EXERCISE GOAL
If a line in the data below holds the word "ScheduleLink", include it in the count. Give only the final number.

DATA IN THIS EXERCISE
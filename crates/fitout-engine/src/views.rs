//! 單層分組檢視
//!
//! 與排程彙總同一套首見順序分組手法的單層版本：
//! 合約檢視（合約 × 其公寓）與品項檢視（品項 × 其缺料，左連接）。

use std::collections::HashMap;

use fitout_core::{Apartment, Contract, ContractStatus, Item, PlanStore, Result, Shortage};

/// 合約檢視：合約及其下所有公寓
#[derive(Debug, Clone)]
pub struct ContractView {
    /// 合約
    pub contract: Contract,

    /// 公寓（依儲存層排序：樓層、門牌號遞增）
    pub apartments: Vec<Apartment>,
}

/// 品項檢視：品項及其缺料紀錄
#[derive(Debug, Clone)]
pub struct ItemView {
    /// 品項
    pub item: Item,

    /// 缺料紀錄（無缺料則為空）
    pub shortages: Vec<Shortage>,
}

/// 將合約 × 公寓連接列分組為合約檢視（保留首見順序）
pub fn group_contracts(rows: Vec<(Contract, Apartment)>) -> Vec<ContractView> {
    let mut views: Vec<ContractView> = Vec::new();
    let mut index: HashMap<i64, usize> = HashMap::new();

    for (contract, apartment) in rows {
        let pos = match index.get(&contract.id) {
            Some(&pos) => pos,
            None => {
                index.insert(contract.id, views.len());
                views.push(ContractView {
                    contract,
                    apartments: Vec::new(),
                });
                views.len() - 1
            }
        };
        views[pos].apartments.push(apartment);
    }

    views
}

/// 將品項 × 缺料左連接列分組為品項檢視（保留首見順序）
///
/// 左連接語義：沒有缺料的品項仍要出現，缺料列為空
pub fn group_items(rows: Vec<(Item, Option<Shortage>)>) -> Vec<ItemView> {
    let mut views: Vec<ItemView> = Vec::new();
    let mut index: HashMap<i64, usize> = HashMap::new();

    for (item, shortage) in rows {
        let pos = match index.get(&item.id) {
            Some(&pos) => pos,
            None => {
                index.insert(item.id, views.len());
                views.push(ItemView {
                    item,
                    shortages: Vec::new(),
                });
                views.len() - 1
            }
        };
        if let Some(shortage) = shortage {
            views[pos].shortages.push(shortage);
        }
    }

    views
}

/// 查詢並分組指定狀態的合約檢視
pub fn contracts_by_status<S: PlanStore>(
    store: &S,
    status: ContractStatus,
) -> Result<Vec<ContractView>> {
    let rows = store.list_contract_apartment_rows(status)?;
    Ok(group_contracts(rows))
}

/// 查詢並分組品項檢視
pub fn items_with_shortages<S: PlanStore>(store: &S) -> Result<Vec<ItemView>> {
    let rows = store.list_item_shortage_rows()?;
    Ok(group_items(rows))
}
---
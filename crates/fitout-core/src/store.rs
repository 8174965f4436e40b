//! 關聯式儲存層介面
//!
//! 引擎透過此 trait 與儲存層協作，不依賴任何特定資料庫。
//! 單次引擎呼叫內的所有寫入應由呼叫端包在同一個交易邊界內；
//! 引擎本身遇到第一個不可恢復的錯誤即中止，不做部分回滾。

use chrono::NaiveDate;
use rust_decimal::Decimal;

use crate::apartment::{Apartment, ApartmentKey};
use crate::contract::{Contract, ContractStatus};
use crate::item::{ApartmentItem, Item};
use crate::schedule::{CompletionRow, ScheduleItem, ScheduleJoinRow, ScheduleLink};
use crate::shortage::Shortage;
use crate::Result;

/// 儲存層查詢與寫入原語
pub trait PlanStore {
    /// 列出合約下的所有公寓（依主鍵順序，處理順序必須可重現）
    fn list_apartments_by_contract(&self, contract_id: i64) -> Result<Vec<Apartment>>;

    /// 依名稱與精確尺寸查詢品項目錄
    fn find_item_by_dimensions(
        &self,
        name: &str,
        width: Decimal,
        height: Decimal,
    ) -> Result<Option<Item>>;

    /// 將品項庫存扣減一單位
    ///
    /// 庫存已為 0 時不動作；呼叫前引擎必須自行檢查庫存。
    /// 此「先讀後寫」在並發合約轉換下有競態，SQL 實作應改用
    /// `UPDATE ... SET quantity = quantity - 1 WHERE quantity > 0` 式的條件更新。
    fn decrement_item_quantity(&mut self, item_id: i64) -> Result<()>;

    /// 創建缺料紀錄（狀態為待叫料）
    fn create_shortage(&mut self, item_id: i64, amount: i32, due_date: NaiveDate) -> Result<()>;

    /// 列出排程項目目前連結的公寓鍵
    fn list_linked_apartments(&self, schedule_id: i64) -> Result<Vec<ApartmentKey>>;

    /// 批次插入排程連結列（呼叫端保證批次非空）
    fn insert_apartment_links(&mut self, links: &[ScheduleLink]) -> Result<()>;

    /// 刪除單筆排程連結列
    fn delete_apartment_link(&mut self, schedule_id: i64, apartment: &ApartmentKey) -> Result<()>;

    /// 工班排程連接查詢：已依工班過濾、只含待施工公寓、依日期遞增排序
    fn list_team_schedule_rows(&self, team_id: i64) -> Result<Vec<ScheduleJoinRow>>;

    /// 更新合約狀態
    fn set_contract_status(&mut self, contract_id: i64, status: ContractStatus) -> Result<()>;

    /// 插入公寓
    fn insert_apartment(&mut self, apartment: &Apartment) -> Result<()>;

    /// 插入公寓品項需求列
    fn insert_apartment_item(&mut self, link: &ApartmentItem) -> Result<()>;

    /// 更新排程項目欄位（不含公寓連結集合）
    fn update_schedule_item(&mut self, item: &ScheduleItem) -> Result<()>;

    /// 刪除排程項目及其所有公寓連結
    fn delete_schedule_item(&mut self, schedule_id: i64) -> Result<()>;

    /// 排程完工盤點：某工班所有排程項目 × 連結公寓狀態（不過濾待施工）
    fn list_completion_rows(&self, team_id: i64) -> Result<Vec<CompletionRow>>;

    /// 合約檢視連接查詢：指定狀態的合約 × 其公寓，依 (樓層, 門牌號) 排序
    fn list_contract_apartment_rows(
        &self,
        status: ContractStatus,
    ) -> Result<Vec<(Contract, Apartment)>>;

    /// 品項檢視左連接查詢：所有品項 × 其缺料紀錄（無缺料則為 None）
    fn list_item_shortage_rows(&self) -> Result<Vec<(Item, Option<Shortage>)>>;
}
---
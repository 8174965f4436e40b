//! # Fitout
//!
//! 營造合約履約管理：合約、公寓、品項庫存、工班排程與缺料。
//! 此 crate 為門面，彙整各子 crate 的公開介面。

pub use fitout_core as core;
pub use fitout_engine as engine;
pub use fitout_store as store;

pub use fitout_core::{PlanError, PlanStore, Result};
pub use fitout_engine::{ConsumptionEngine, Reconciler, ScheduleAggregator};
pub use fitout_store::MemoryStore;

RESULT BELOW
2